(Assignment):
Every line of the data needs to be returned exactly.

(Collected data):
- - - - - - -

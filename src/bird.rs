//! BIRD configuration fragment writing and reloading.
//!
//! [`update_config`] renders the prefix collection next to the target file,
//! byte-compares it with what is already on disk and only then renames it
//! into place. The rename is atomic on local filesystems, so BIRD always
//! reads either the old or the new fragment, never a torn one.
//!
//! [`reload`] runs the configured reload command under a fixed deadline.

use std::fs;
use std::io;
use std::path::{Path, PathBuf};
use std::process::Stdio;
use std::time::Duration;

use tokio::process::Command;
use tokio::time;
use tracing::{debug, warn};

use crate::error::ReloadError;
use crate::prefix::PrefixCollection;

const RELOAD_TIMEOUT: Duration = Duration::from_secs(10);

/// Result of a fragment write.
#[derive(Debug, Clone, Copy, PartialEq, Eq)]
pub enum WriteOutcome {
    /// The fragment changed and was renamed into place.
    Written,
    /// The on-disk fragment already matches; nothing was replaced.
    Identical,
}

/// Removes the temporary file when dropped, whichever way the write ends.
struct TmpGuard(PathBuf);

impl Drop for TmpGuard {
    fn drop(&mut self) {
        let _ = fs::remove_file(&self.0);
    }
}

/// Renders `collection` and atomically replaces the fragment at `path`.
///
/// Returns [`WriteOutcome::Identical`] without touching `path` when the
/// rendered fragment byte-equals the current file.
pub fn update_config(path: &Path, collection: &PrefixCollection) -> io::Result<WriteOutcome> {
    let tmp = tmp_path(path);
    let _guard = TmpGuard(tmp.clone());

    fs::write(&tmp, collection.render())?;

    if files_equal(&tmp, path) {
        debug!(file = %path.display(), "config did not change");
        return Ok(WriteOutcome::Identical);
    }

    fs::rename(&tmp, path)?;
    Ok(WriteOutcome::Written)
}

fn tmp_path(path: &Path) -> PathBuf {
    let mut file = path.as_os_str().to_owned();
    file.push(".tmp");
    PathBuf::from(file)
}

/// Byte-compares two files. Any read error counts as "not equal", which
/// covers the first write when the target does not exist yet.
fn files_equal(a: &Path, b: &Path) -> bool {
    match (fs::read(a), fs::read(b)) {
        (Ok(da), Ok(db)) => da == db,
        _ => false,
    }
}

/// Runs the reload command under the fixed deadline.
///
/// The command string is split on ASCII space, first element is the
/// executable. Output is captured and logged on failure only.
pub async fn reload(command: &str) -> Result<(), ReloadError> {
    run_reload(command, RELOAD_TIMEOUT).await
}

async fn run_reload(command: &str, timeout: Duration) -> Result<(), ReloadError> {
    let mut argv = command.split(' ');
    let program = argv.next().unwrap_or_default();

    let mut cmd = Command::new(program);
    cmd.args(argv)
        .stdout(Stdio::piped())
        .stderr(Stdio::piped())
        .kill_on_drop(true);

    let child = cmd.spawn()?;

    let output = match time::timeout(timeout, child.wait_with_output()).await {
        Err(_) => {
            warn!(%command, ?timeout, "reloading timed out");
            return Err(ReloadError::Timeout { timeout });
        }
        Ok(result) => result?,
    };

    if !output.status.success() {
        let stderr = String::from_utf8_lossy(&output.stderr).into_owned();
        warn!(
            %command,
            status = %output.status,
            output = %String::from_utf8_lossy(&output.stdout),
            %stderr,
            "reloading failed"
        );
        return Err(ReloadError::Failed {
            status: output.status,
            stderr,
        });
    }

    debug!(%command, "reloading succeeded");
    Ok(())
}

- - - - - - -

(Task output):
filename src/bird.rs
//! BIRD configuration fragment writing and reloading.
//!
//! [`update_config`] renders the prefix collection next to the target file,
//! byte-compares it with what is already on disk and only then renames it
//! into place. The rename is atomic on local filesystems, so BIRD always
//! reads either the old or the new fragment, never a torn one.
//!
//! [`reload`] runs the configured reload command under a fixed deadline.

use std::fs;
use std::io;
use std::path::{Path, PathBuf};
use std::process::Stdio;
use std::time::Duration;

use tokio::process::Command;
use tokio::time;
use tracing::{debug, warn};

use crate::error::ReloadError;
use crate::prefix::PrefixCollection;

const RELOAD_TIMEOUT: Duration = Duration::from_secs(10);

/// Result of a fragment write.
#[derive(Debug, Clone, Copy, PartialEq, Eq)]
pub enum WriteOutcome {
    /// The fragment changed and was renamed into place.
    Written,
    /// The on-disk fragment already matches; nothing was replaced.
    Identical,
}

/// Removes the temporary file when dropped, whichever way the write ends.
struct TmpGuard(PathBuf);

impl Drop for TmpGuard {
    fn drop(&mut self) {
        let _ = fs::remove_file(&self.0);
    }
}

/// Renders `collection` and atomically replaces the fragment at `path`.
///
/// Returns [`WriteOutcome::Identical`] without touching `path` when the
/// rendered fragment byte-equals the current file.
pub fn update_config(path: &Path, collection: &PrefixCollection) -> io::Result<WriteOutcome> {
    let tmp = tmp_path(path);
    let _guard = TmpGuard(tmp.clone());

    fs::write(&tmp, collection.render())?;

    if files_equal(&tmp, path) {
        debug!(file = %path.display(), "config did not change");
        return Ok(WriteOutcome::Identical);
    }

    fs::rename(&tmp, path)?;
    Ok(WriteOutcome::Written)
}

fn tmp_path(path: &Path) -> PathBuf {
    let mut file = path.as_os_str().to_owned();
    file.push(".tmp");
    PathBuf::from(file)
}

/// Byte-compares two files. Any read error counts as "not equal", which
/// covers the first write when the target does not exist yet.
fn files_equal(a: &Path, b: &Path) -> bool {
    match (fs::read(a), fs::read(b)) {
        (Ok(da), Ok(db)) => da == db,
        _ => false,
    }
}

/// Runs the reload command under the fixed deadline.
///
/// The command string is split on ASCII space, first element is the
/// executable. Output is captured and logged on failure only.
pub async fn reload(command: &str) -> Result<(), ReloadError> {
    run_reload(command, RELOAD_TIMEOUT).await
}

async fn run_reload(command: &str, timeout: Duration) -> Result<(), ReloadError> {
    let mut argv = command.split(' ');
    let program = argv.next().unwrap_or_default();

    let mut cmd = Command::new(program);
    cmd.args(argv)
        .stdout(Stdio::piped())
        .stderr(Stdio::piped())
        .kill_on_drop(true);

    let child = cmd.spawn()?;

    let output = match time::timeout(timeout, child.wait_with_output()).await {
        Err(_) => {
            warn!(%command, ?timeout, "reloading timed out");
            return Err(ReloadError::Timeout { timeout });
        }
        Ok(result) => result?,
    };

    if !output.status.success() {
        let stderr = String::from_utf8_lossy(&output.stderr).into_owned();
        warn!(
            %command,
            status = %output.status,
            output = %String::from_utf8_lossy(&output.stdout),
            %stderr,
            "reloading failed"
        );
        return Err(ReloadError::Failed {
            status: output.status,
            stderr,
        });
    }

    debug!(%command, "reloading succeeded");
    Ok(())
}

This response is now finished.